Of the $5.12 trillion increase in total net worth in the first quarter, corporate equity accounted for $3.83 trillion and real estate $907 billion.
Real estate might be a little surprising, given that median house prices fell 0.6% in the period, but the equity-driven component is not — at the aggregate level, a rising Wall Street tide lifts all household boats.
Analysis from Ned Davis Research shows that households’ exposure to stocks has never been higher — stock holdings as a share of financial assets reached an all-time high of 34.5% in the first quarter.
The distribution of that ownership is very uneven, with the richest 1% in the country owning 50% of equity wealth and the top 10% holding around 90%. But in aggregate, consumption still grows as the richest households account for the lion’s share of retail sales in dollar terms.
This level of exposure to stocks raises legitimate concerns that households are fully invested at high valuations. The pain from a correction on Wall Street could be felt more widely than usual.
But it would need a pretty major pullback to wipe out the positive wealth effects of recent years. Last year alone, equity valuations added $7.39 trillion to total household net worth.
Zooming out further, household net wealth has risen by around $40 trillion since the pandemic, Fed data shows. Even adjusting for inflation, that is still up a staggering $19 trillion, analysts at Barclay estimate.
$500 bln dividend
On the other side of the balance sheet, meanwhile, household debt as a share of GDP slipped to a 23-year low of 71.1% in the January-March period from 71.3% in the fourth quarter last year, the Fed’s latest figures show.
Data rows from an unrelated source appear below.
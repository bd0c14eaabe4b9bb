//! Skill-gap analysis and the templated improvement roadmap

use crate::config::ScoringConfig;
use crate::eligibility::proficiency;
use crate::model::{Candidate, GapPriority, Roadmap, RoadmapStep, SkillGap};
use crate::taxonomy::SkillTaxonomy;
use log::debug;
use regex::Regex;
use std::collections::HashMap;
use std::sync::LazyLock;

struct SkillTemplate {
    tasks: &'static [&'static str],
    resources: &'static [&'static str],
}

/// Per-skill task/resource templates, keyed by exact canonical skill name.
/// Any skill without an entry falls back to DEFAULT_TEMPLATE, so
/// no gap is ever left without a plan.
static TEMPLATES: LazyLock<HashMap<&'static str, SkillTemplate>> = LazyLock::new(|| {
    let mut map = HashMap::new();
    map.insert(
        "Docker",
        SkillTemplate {
            tasks: &[
                "Containerize an existing project with a multi-stage Dockerfile",
                "Publish the image and wire up docker-compose for local development",
            ],
            resources: &["Docker official getting-started guide", "Play with Docker labs"],
        },
    );
    map.insert(
        "Python",
        SkillTemplate {
            tasks: &[
                "Work through a substantial Python project end to end",
                "Solve 30 practice problems emphasizing idiomatic Python",
            ],
            resources: &["Official Python tutorial", "Real Python exercises"],
        },
    );
    map.insert(
        "SQL",
        SkillTemplate {
            tasks: &[
                "Model a small schema and write join-heavy queries against it",
                "Practice window functions and aggregation puzzles",
            ],
            resources: &["SQLBolt interactive lessons", "LeetCode database problems"],
        },
    );
    map.insert(
        "JavaScript",
        SkillTemplate {
            tasks: &[
                "Build a browser app without a framework to learn the core language",
                "Add asynchronous data fetching and error handling",
            ],
            resources: &["MDN JavaScript guide", "javascript.info"],
        },
    );
    map.insert(
        "React",
        SkillTemplate {
            tasks: &[
                "Build a multi-page React app with hooks and client-side routing",
                "Add state management and component tests",
            ],
            resources: &["Official React docs", "React Testing Library docs"],
        },
    );
    map.insert(
        "Machine Learning",
        SkillTemplate {
            tasks: &[
                "Train and evaluate baseline models on two public datasets",
                "Write up an error analysis comparing model variants",
            ],
            resources: &["Andrew Ng's machine learning course", "Kaggle learn tracks"],
        },
    );
    map.insert(
        "Kubernetes",
        SkillTemplate {
            tasks: &[
                "Deploy a two-service app to a local cluster with manifests",
                "Add liveness probes, resource limits, and a rolling update",
            ],
            resources: &["Kubernetes official tutorials", "Kind quickstart"],
        },
    );
    map.insert(
        "AWS",
        SkillTemplate {
            tasks: &[
                "Deploy a small service on EC2 or Lambda behind an API gateway",
                "Set up IAM roles and a budget alarm for the account",
            ],
            resources: &["AWS free-tier hands-on labs", "AWS Well-Architected guides"],
        },
    );
    map.insert(
        "Java",
        SkillTemplate {
            tasks: &[
                "Build a REST service with Spring Boot and JPA",
                "Add unit and integration tests with JUnit",
            ],
            resources: &["Dev.java tutorials", "Baeldung Spring guides"],
        },
    );
    map.insert(
        "System Design",
        SkillTemplate {
            tasks: &[
                "Sketch architectures for three classic design prompts",
                "Do two mock design interviews and iterate on feedback",
            ],
            resources: &["System design primer", "Designing Data-Intensive Applications"],
        },
    );
    map
});

static DEFAULT_TEMPLATE: SkillTemplate = SkillTemplate {
    tasks: &[
        "Complete a hands-on course or tutorial covering the fundamentals",
        "Build a small project that exercises the skill and publish it",
    ],
    resources: &["Official documentation", "A highly-rated online course"],
};

static WEEK_RANGE_RE: LazyLock<Regex> =
    LazyLock::new(|| Regex::new(r"(\d+)\s*-\s*(\d+)\s*weeks?").expect("week range pattern is valid"));
static WEEK_SINGLE_RE: LazyLock<Regex> =
    LazyLock::new(|| Regex::new(r"(\d+)\s*weeks?").expect("week pattern is valid"));

/// Compute per-skill deficits against the required proficiency level.
/// Skills already at or above the bar are skipped. Output is sorted by
/// priority, then by gap size descending.
pub fn analyze_skill_gaps(
    candidate: &Candidate,
    target_skills: &[String],
    taxonomy: &SkillTaxonomy,
    config: &ScoringConfig,
) -> Vec<SkillGap> {
    let required = config.thresholds.required_proficiency;

    let mut gaps: Vec<SkillGap> = target_skills
        .iter()
        .filter_map(|skill| {
            let current = proficiency(candidate, skill, taxonomy);
            let gap = required.saturating_sub(current);
            if gap == 0 {
                return None;
            }
            let (priority, estimated_time) = classify_gap(current);
            Some(SkillGap {
                skill: skill.clone(),
                required_level: required,
                current_level: current,
                gap,
                priority,
                estimated_time: estimated_time.to_string(),
            })
        })
        .collect();

    gaps.sort_by(|a, b| a.priority.cmp(&b.priority).then_with(|| b.gap.cmp(&a.gap)));
    gaps
}

fn classify_gap(current: u32) -> (GapPriority, &'static str) {
    if current == 0 {
        (GapPriority::Critical, "3-4 weeks")
    } else if current < 40 {
        (GapPriority::Important, "2-3 weeks")
    } else {
        (GapPriority::Polish, "1-2 weeks")
    }
}

/// Assemble an improvement plan from the top 5 gaps. A candidate with no
/// gaps gets an explicit empty roadmap ("0 weeks"), never a null.
pub fn generate_roadmap(
    candidate: &Candidate,
    target_skills: &[String],
    taxonomy: &SkillTaxonomy,
    config: &ScoringConfig,
) -> Roadmap {
    let gaps = analyze_skill_gaps(candidate, target_skills, taxonomy, config);

    let steps: Vec<RoadmapStep> = gaps
        .into_iter()
        .take(5)
        .map(|gap| {
            let template = TEMPLATES
                .get(gap.skill.as_str())
                .unwrap_or(&DEFAULT_TEMPLATE);
            RoadmapStep {
                skill: gap.skill,
                priority: gap.priority,
                tasks: template.tasks.iter().map(|s| s.to_string()).collect(),
                resources: template.resources.iter().map(|s| s.to_string()).collect(),
                estimated_time: gap.estimated_time,
            }
        })
        .collect();

    let total_weeks: f64 = steps.iter().map(|s| midpoint_weeks(&s.estimated_time)).sum();
    debug!(
        "roadmap for {}: {} steps, {:.1} weeks raw",
        candidate.id,
        steps.len(),
        total_weeks
    );

    Roadmap {
        total_estimated_time: format!("{} weeks", total_weeks.round() as u32),
        steps,
    }
}

/// Midpoint of an "N-M weeks" range; a bare "N weeks" counts as N.
/// Unparseable input counts as zero rather than failing.
fn midpoint_weeks(estimate: &str) -> f64 {
    if let Some(caps) = WEEK_RANGE_RE.captures(estimate) {
        let low: f64 = caps[1].parse().unwrap_or(0.0);
        let high: f64 = caps[2].parse().unwrap_or(0.0);
        return (low + high) / 2.0;
    }
    if let Some(caps) = WEEK_SINGLE_RE.captures(estimate) {
        return caps[1].parse().unwrap_or(0.0);
    }
    0.0
}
Households’ share of total U.S. debt in the first quarter stood at 27% — the last time it was lower than that was in 1956.
“With such a large tailwind behind them, it is hard for us to see consumers pull back sharply in the absence of a large exogenous shock,” Barclays analysts Ajay Rajadhyaksha and Amrut Nashikkar wrote on Thursday.
While some analysts estimate that the pool of excess household savings built up after the pandemic has all but dried up, Rajadhyaksha and Nashikkar reckon it is still stands at a not-insignificant $850 billion.
On top of that, money market fund balances are back above $6 trillion, of which $2.45 trillion is from retail investors, according to the Investment Company Institute. That’s a lot of cash earning around 5% or higher.
Apollo Global Management’s chief economist Torsten Slok reckons the high interest rates money market funds are currently paying on deposits equate to around $500 billion in dividends for U.S. households.
That’s around 2.5% of annual consumer spending.
“Put differently, Fed hikes are boosting consumer spending through higher money market fund dividends,” Slok says.
In sum, consumers and Wall Street have so far withstood the Fed’s most aggressive rate-raising campaign in 40 years that has ended up with the highest interest rates in years.
Looked at through the prism of household balance sheets and broader wealth effects, these foundations may be strengthening rather than weakening.
(The opinions expressed here are those of the author, a columnist for Reuters.)